In this post about dance formations, I’ll cover one of the most common layouts for dancers, how it is used by groups, and how the number of members can affect the dance’s blocking.
When you have choreography for a large group of people, the dancers must be directed in a way that is not sloppy and is well organized and in perfect unison. Pretty militaristic when you think about it.
In case my first choreography post wasn’t clear enough, a good dance piece theatrically should not have the dancer(s) standing in the same, tiny area for the entire number. So the performers have to move around during those 3 minutes, but how should they be standing? And when they know the answer to that, where should they end up after that? And after that? It must be difficult, especially with (x) number of people on stage! Remember, reader: take away the arm movements and stepping in the same, small area, and you’ll see practically every group has the same blocking in their routines.
Dance formations take all shapes and forms.

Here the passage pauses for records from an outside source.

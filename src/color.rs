//! OKLCH color values, hex conversion and perceptual distance.

use csscolorparser::Color as CssColor;
use palette::convert::IntoColorUnclamped;
use palette::{IntoColor, LinSrgb, Oklab, Srgb};
use serde::{Deserialize, Serialize};

use crate::error::RampError;

/// Tolerance for treating a linear sRGB channel as displayable.
const GAMUT_EPSILON: f64 = 1e-7;

/// Bisection iterations when reducing chroma into gamut.
const GAMUT_ITERATIONS: usize = 32;

/// Below this chroma the hue angle is meaningless and reported as 0.
const ACHROMATIC_CHROMA: f64 = 1e-6;

/// An OKLCH triple: lightness in `[0, 1]`, chroma `>= 0`, hue in `[0, 360)`.
#[derive(Debug, Clone, Copy, PartialEq, Serialize, Deserialize)]
pub struct Oklch {
    pub l: f64,
    pub c: f64,
    pub h: f64,
}

impl Oklch {
    /// Create a triple, normalizing each component into its valid range.
    pub fn new(l: f64, c: f64, h: f64) -> Self {
        Self {
            l: l.clamp(0.0, 1.0),
            c: c.max(0.0),
            h: normalize_hue(h),
        }
    }

    fn to_palette(self) -> palette::Oklch<f64> {
        palette::Oklch::new(self.l, self.c, self.h)
    }

    fn to_oklab(self) -> Oklab<f64> {
        self.to_palette().into_color_unclamped()
    }
}

/// A displayable color with its canonical `#rrggbb` hex and OKLCH values.
///
/// The OKLCH values are always derived from the hex, so the two representations
/// round-trip within quantization error.
#[derive(Debug, Clone, PartialEq, Serialize, Deserialize)]
pub struct Color {
    pub hex: String,
    pub oklch: Oklch,
}

impl Color {
    /// Parse any CSS color string (hex, `rgb()`, named colors).
    ///
    /// # Example
    ///
    /// ```
    /// use rampforge::color::Color;
    ///
    /// let amber = Color::parse("#FFD24D").unwrap();
    /// assert_eq!(amber.hex, "#ffd24d");
    /// assert!(amber.oklch.l > 0.8);
    /// ```
    pub fn parse(input: &str) -> Result<Self, RampError> {
        to_oklch(input)
    }

    /// Build a color from 8-bit sRGB channels.
    pub fn from_rgb8(red: u8, green: u8, blue: u8) -> Self {
        let srgb: Srgb<f64> = Srgb::new(red, green, blue).into_format();
        let lch: palette::Oklch<f64> = srgb.into_linear().into_color();

        let chroma = lch.chroma.max(0.0);
        let hue = if chroma < ACHROMATIC_CHROMA {
            0.0
        } else {
            lch.hue.into_positive_degrees()
        };

        Self {
            hex: format!("#{red:02x}{green:02x}{blue:02x}"),
            oklch: Oklch::new(lch.l, chroma, hue),
        }
    }

    /// Realize a requested OKLCH triple as a displayable color.
    ///
    /// Chroma is reduced into the sRGB gamut when needed; lightness and hue are kept.
    pub fn from_oklch(target: Oklch) -> Self {
        let [red, green, blue] = to_rgb8(target);
        Self::from_rgb8(red, green, blue)
    }

    pub fn lightness(&self) -> f64 {
        self.oklch.l
    }

    pub fn chroma(&self) -> f64 {
        self.oklch.c
    }

    pub fn hue(&self) -> f64 {
        self.oklch.h
    }
}

/// Parse a color string into a [`Color`].
pub fn to_oklch(input: &str) -> Result<Color, RampError> {
    let css = input
        .trim()
        .parse::<CssColor>()
        .map_err(|e| RampError::InvalidColor {
            input: input.to_string(),
            reason: e.to_string(),
        })?;
    let [red, green, blue, _alpha] = css.to_rgba8();
    Ok(Color::from_rgb8(red, green, blue))
}

/// Convert an OKLCH triple to a `#rrggbb` hex string.
///
/// Never fails: out-of-gamut chroma is reduced to the largest displayable value.
pub fn to_hex(oklch: Oklch) -> String {
    let [red, green, blue] = to_rgb8(oklch);
    format!("#{red:02x}{green:02x}{blue:02x}")
}

/// Largest displayable chroma at the given lightness and hue, up to `oklch.c`.
pub fn max_displayable_chroma(oklch: Oklch) -> f64 {
    if in_gamut(linear_rgb(oklch.l, oklch.c, oklch.h)) {
        return oklch.c;
    }

    let (mut lo, mut hi) = (0.0, oklch.c);
    for _ in 0..GAMUT_ITERATIONS {
        let mid = (lo + hi) * 0.5;
        if in_gamut(linear_rgb(oklch.l, mid, oklch.h)) {
            lo = mid;
        } else {
            hi = mid;
        }
    }
    lo
}

/// Approximate perceptual difference between two colors.
///
/// Euclidean distance in OKLab scaled by 100, so a difference around 2 is
/// roughly the limit of what is noticeable side by side. Symmetric and zero
/// for identical colors.
pub fn perceptual_distance(a: &Color, b: &Color) -> f64 {
    oklch_distance(a.oklch, b.oklch)
}

/// [`perceptual_distance`] on raw OKLCH triples.
pub fn oklch_distance(a: Oklch, b: Oklch) -> f64 {
    let lab_a = a.to_oklab();
    let lab_b = b.to_oklab();
    let dl = lab_a.l - lab_b.l;
    let da = lab_a.a - lab_b.a;
    let db = lab_a.b - lab_b.b;
    100.0 * (dl * dl + da * da + db * db).sqrt()
}

/// Shortest angular distance between two hues, in degrees (`0..=180`).
pub fn circular_hue_distance(h1: f64, h2: f64) -> f64 {
    let diff = (normalize_hue(h1) - normalize_hue(h2)).abs();
    diff.min(360.0 - diff)
}

/// Wrap a hue angle into `[0, 360)`.
pub fn normalize_hue(h: f64) -> f64 {
    let wrapped = h.rem_euclid(360.0);
    // rem_euclid can round up to exactly 360 for tiny negative inputs
    if wrapped >= 360.0 { 0.0 } else { wrapped }
}

fn linear_rgb(l: f64, c: f64, h: f64) -> LinSrgb<f64> {
    palette::Oklch::new(l, c, h).into_color_unclamped()
}

fn in_gamut(color: LinSrgb<f64>) -> bool {
    [color.red, color.green, color.blue]
        .iter()
        .all(|&ch| (-GAMUT_EPSILON..=1.0 + GAMUT_EPSILON).contains(&ch))
}

fn to_rgb8(oklch: Oklch) -> [u8; 3] {
    let oklch = Oklch::new(oklch.l, oklch.c, oklch.h);
    let chroma = max_displayable_chroma(oklch);
    let srgb: Srgb<f64> = Srgb::from_linear(linear_rgb(oklch.l, chroma, oklch.h));
    [srgb.red, srgb.green, srgb.blue].map(|ch| (ch.clamp(0.0, 1.0) * 255.0).round() as u8)
}
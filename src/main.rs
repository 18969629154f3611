//! CLI entry point for rampforge.

use std::io;

use clap::{CommandFactory, Parser};
use color_eyre::eyre::{Result, WrapErr, bail};
use serde::Serialize;

use rampforge::cli::{Cli, OutputFormat, read_document, read_families};
use rampforge::config::RampConfig;
use rampforge::logging::init_logging;
use rampforge::pipeline::Pipeline;
use rampforge::report::{ReportComparison, SystemReport};

/// Output document when `--compare` is given.
#[derive(Serialize)]
struct ComparedReport<'a> {
    report: &'a SystemReport,
    comparison: &'a ReportComparison,
}

fn render<T: Serialize>(value: &T, format: OutputFormat) -> Result<String> {
    match format {
        OutputFormat::Json => {
            serde_json::to_string_pretty(value).wrap_err("Failed to serialize report to JSON")
        }
        OutputFormat::Yaml => {
            serde_yaml::to_string(value).wrap_err("Failed to serialize report to YAML")
        }
    }
}

fn main() -> Result<()> {
    color_eyre::install()?;

    let cli = Cli::parse();

    if let Some(shell) = cli.completions {
        clap_complete::generate(shell, &mut Cli::command(), "rampforge", &mut io::stdout());
        return Ok(());
    }

    let _guard = init_logging(cli.log_file.as_deref(), Some(cli.log_level.as_str()));

    let config = RampConfig::layered(cli.config.as_deref(), cli.to_config_overrides())
        .wrap_err("Failed to load configuration")?;

    if let Some(path) = &cli.save_config {
        config
            .save(path)
            .wrap_err_with(|| format!("Failed to save config to {}", path.display()))?;
        eprintln!("Saved configuration to {}", path.display());
    }

    let Some(families_path) = &cli.families else {
        bail!("--families is required");
    };
    let families = read_families(families_path)
        .wrap_err_with(|| format!("Failed to read families from {}", families_path.display()))?;

    let pipeline = Pipeline::new(config).wrap_err("Invalid configuration")?;
    let report = pipeline.run(&families);

    for warning in &report.warnings {
        eprintln!("Warning: {warning}");
    }
    for family in &report.excluded {
        eprintln!("Excluded {}: {}", family.name, family.reason);
    }

    let output = match &cli.compare {
        Some(path) => {
            let previous: SystemReport = read_document(path)
                .wrap_err_with(|| format!("Failed to read previous report {}", path.display()))?;
            let comparison = report.compare(&previous);
            if comparison.is_empty() {
                eprintln!("No changes against {}", path.display());
            } else {
                eprintln!(
                    "{} changed, {} added, {} removed against {}",
                    comparison.changed.len(),
                    comparison.added.len(),
                    comparison.removed.len(),
                    path.display()
                );
            }
            render(
                &ComparedReport {
                    report: &report,
                    comparison: &comparison,
                },
                cli.format,
            )?
        }
        None => render(&report, cli.format)?,
    };

    if let Some(path) = &cli.output {
        std::fs::write(path, &output)
            .wrap_err_with(|| format!("Failed to write to {}", path.display()))?;
        eprintln!("Wrote report to {}", path.display());
    } else {
        print!("{output}");
    }

    if cli.strict && !report.summary.all_passed {
        bail!("Validation failed");
    }

    Ok(())
}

And the number one common formation in any choreography with any number of people with or without back up dancers takes the form of this symbol;
The triangular formation no doubt is the choreographer’s go-to, and every group dance in k-pop uses a triangular formation at least four times one way or another. Need evidence? I can give 13 pieces of evidence.
BoA is a soloist, therefore she can’t make a triangular formation all by herself. Bring in a diverse selection of back up dancers and you’ve got a triangle fit for a queen.
It’s slightly tricky with duos such as Trouble Maker and TVXQ (post-split), because when one person is leading the triangle (like BoA is up above), what does the other person do? One idea is to have A and B sharing a point in the triangle. Here, each of the coupled male dancers are two points of the three points, and Troublemaker at the back make the top of the triangle. The point of the triangle doesn’t always have to be downstage center.
For Ladies’ Code’s first proper comeback as a trio, their production team got the idea to stick triangles all over the video. Talk about symbolism.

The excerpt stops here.